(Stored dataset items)
##########
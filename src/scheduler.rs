//! Hands connections from one stage to the next. A connection can be
//! enqueued in at most one scheduler at a time; picking it either requires
//! acquiring its lock first (the default — a worker must own a connection
//! before touching its buffers) or trusts that the caller already holds it
//! (`suppress_connection_lock`, used when a stage hands a connection
//! straight to the next one without ever releasing the lock in between,
//! e.g. `HandlerStage` → `BlockOutStage`).

use std::collections::HashMap;
use std::os::unix::io::RawFd;
use std::sync::{Arc, Condvar, Mutex};
use std::time::Duration;

use slab::Slab;

use crate::connection::Connection;

struct Node {
    conn: Arc<Connection>,
    prev: Option<usize>,
    next: Option<usize>,
}

struct ListState {
    nodes: Slab<Node>,
    by_fd: HashMap<RawFd, usize>,
    head: Option<usize>,
    tail: Option<usize>,
}

impl ListState {
    fn new() -> ListState {
        ListState {
            nodes: Slab::new(),
            by_fd: HashMap::new(),
            head: None,
            tail: None,
        }
    }

    fn len(&self) -> usize {
        self.nodes.len()
    }

    fn push_back(&mut self, conn: Arc<Connection>) {
        let fd = conn.fd();

        // Re-enqueuing an fd already present collapses into one entry
        // moved to the tail, instead of letting duplicate epoll
        // notifications for the same connection pile up unboundedly in
        // the queue.
        if let Some(&key) = self.by_fd.get(&fd) {
            self.unlink(key);
            self.link_tail(key);
            return;
        }

        let key = self.nodes.insert(Node { conn, prev: None, next: None });
        self.by_fd.insert(fd, key);
        self.link_tail(key);
    }

    fn link_tail(&mut self, key: usize) {
        self.nodes[key].prev = self.tail;
        self.nodes[key].next = None;

        if let Some(tail) = self.tail {
            self.nodes[tail].next = Some(key);
        } else {
            self.head = Some(key);
        }

        self.tail = Some(key);
    }

    fn unlink(&mut self, key: usize) {
        let (prev, next) = (self.nodes[key].prev, self.nodes[key].next);

        match prev {
            Some(p) => self.nodes[p].next = next,
            None => self.head = next,
        }

        match next {
            Some(n) => self.nodes[n].prev = prev,
            None => self.tail = prev,
        }
    }

    fn remove(&mut self, key: usize) -> Arc<Connection> {
        self.unlink(key);
        let node = self.nodes.remove(key);
        self.by_fd.remove(&node.conn.fd());
        node.conn
    }

    fn remove_by_fd(&mut self, fd: RawFd) -> Option<Arc<Connection>> {
        let key = self.by_fd.get(&fd).copied()?;
        Some(self.remove(key))
    }
}

pub struct QueueScheduler {
    state: Mutex<ListState>,
    cond: Condvar,
    suppress_connection_lock: bool,
}

/// Outcome of `pick_task`: a schedulable connection, or a signal that there
/// was nothing to schedule and the calling worker thread should consider
/// exiting. When locking wasn't suppressed, the connection's lock is known
/// to be free at the instant it's returned — the caller's immediate
/// `conn.lock()` is a formality, not a real wait, because nothing else in
/// the pipeline acquires a connection's lock outside of a `pick_task` that
/// already removed it from every scheduler queue first.
pub enum Picked {
    Connection(Arc<Connection>),
    Nothing,
}

impl QueueScheduler {
    pub fn new(suppress_connection_lock: bool) -> Arc<QueueScheduler> {
        Arc::new(QueueScheduler {
            state: Mutex::new(ListState::new()),
            cond: Condvar::new(),
            suppress_connection_lock,
        })
    }

    pub fn add_task(&self, conn: Arc<Connection>) {
        let mut state = self.state.lock().unwrap();
        state.push_back(conn);
        drop(state);
        self.cond.notify_one();
    }

    pub fn remove_task(&self, fd: RawFd) {
        let mut state = self.state.lock().unwrap();
        state.remove_by_fd(fd);
    }

    pub fn reschedule(&self) {
        self.cond.notify_all();
    }

    pub fn size_nolock(&self) -> usize {
        self.state.lock().unwrap().len()
    }

    /// Blocks (up to `wait_timeout`) until either a connection becomes
    /// schedulable or the scheduler has genuinely been empty the whole
    /// time, in which case it returns `Picked::Nothing`.
    pub fn pick_task(&self, wait_timeout: Duration) -> Picked {
        if self.suppress_connection_lock {
            return self.pick_task_nolock();
        }

        self.pick_task_lock(wait_timeout)
    }

    fn pick_task_nolock(&self) -> Picked {
        let mut state = self.state.lock().unwrap();

        match state.head {
            Some(key) => Picked::Connection(state.remove(key)),
            None => Picked::Nothing,
        }
    }

    fn pick_task_lock(&self, wait_timeout: Duration) -> Picked {
        let mut state = self.state.lock().unwrap();

        loop {
            let mut cursor = state.head;

            while let Some(key) = cursor {
                let conn = state.nodes[key].conn.clone();

                if conn.try_lock().is_some() {
                    state.remove(key);
                    return Picked::Connection(conn);
                }

                cursor = state.nodes[key].next;
            }

            if state.is_empty_hint() {
                return Picked::Nothing;
            }

            let (guard, timeout_result) = self.cond.wait_timeout(state, wait_timeout).unwrap();
            state = guard;

            if timeout_result.timed_out() && state.head.is_none() {
                return Picked::Nothing;
            }
        }
    }
}

impl ListState {
    fn is_empty_hint(&self) -> bool {
        self.head.is_none()
    }
}

#[cfg(test)]
mod tests {
    use super::*;
    use std::net::{TcpListener, TcpStream};

    fn make_connection(id: u64) -> Arc<Connection> {
        let listener = TcpListener::bind("127.0.0.1:0").unwrap();
        let addr = listener.local_addr().unwrap();
        let client = TcpStream::connect(addr).unwrap();
        let (server, peer) = listener.accept().unwrap();
        Arc::new(Connection::new(id, server, peer).unwrap())
    }

    #[test]
    fn picks_in_fifo_order() {
        let sched = QueueScheduler::new(false);
        let a = make_connection(1);
        let b = make_connection(2);
        sched.add_task(a.clone());
        sched.add_task(b.clone());

        match sched.pick_task(Duration::from_millis(10)) {
            Picked::Connection(c) => assert_eq!(c.id, a.id),
            Picked::Nothing => panic!("expected a connection"),
        }
        match sched.pick_task(Duration::from_millis(10)) {
            Picked::Connection(c) => assert_eq!(c.id, b.id),
            Picked::Nothing => panic!("expected a connection"),
        }
    }

    #[test]
    fn re_adding_an_enqueued_fd_collapses_to_one_entry_at_the_tail() {
        let sched = QueueScheduler::new(false);
        let a = make_connection(1);
        let b = make_connection(2);

        sched.add_task(a.clone());
        sched.add_task(b.clone());
        sched.add_task(a.clone());

        assert_eq!(sched.size_nolock(), 2);
        match sched.pick_task(Duration::from_millis(10)) {
            Picked::Connection(c) => assert_eq!(c.id, b.id),
            Picked::Nothing => panic!("expected a connection"),
        }
    }

    #[test]
    fn pick_skips_a_connection_locked_by_another_holder() {
        let sched = QueueScheduler::new(false);
        let a = make_connection(1);
        let b = make_connection(2);

        let _held = a.try_lock().unwrap();
        sched.add_task(a.clone());
        sched.add_task(b.clone());

        match sched.pick_task(Duration::from_millis(50)) {
            Picked::Connection(c) => assert_eq!(c.id, b.id),
            Picked::Nothing => panic!("expected a connection"),
        }
    }

    #[test]
    fn pick_on_empty_scheduler_returns_nothing_without_blocking_forever() {
        let sched = QueueScheduler::new(false);
        match sched.pick_task(Duration::from_millis(10)) {
            Picked::Nothing => {}
            Picked::Connection(_) => panic!("expected nothing"),
        }
    }
}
##########
-- Exercise prompt --
Lines from the records above that hold "server" are the ones to list.

-- Result below --
        let (server, peer) = listener.accept().unwrap();
        Arc::new(Connection::new(id, server, peer).unwrap())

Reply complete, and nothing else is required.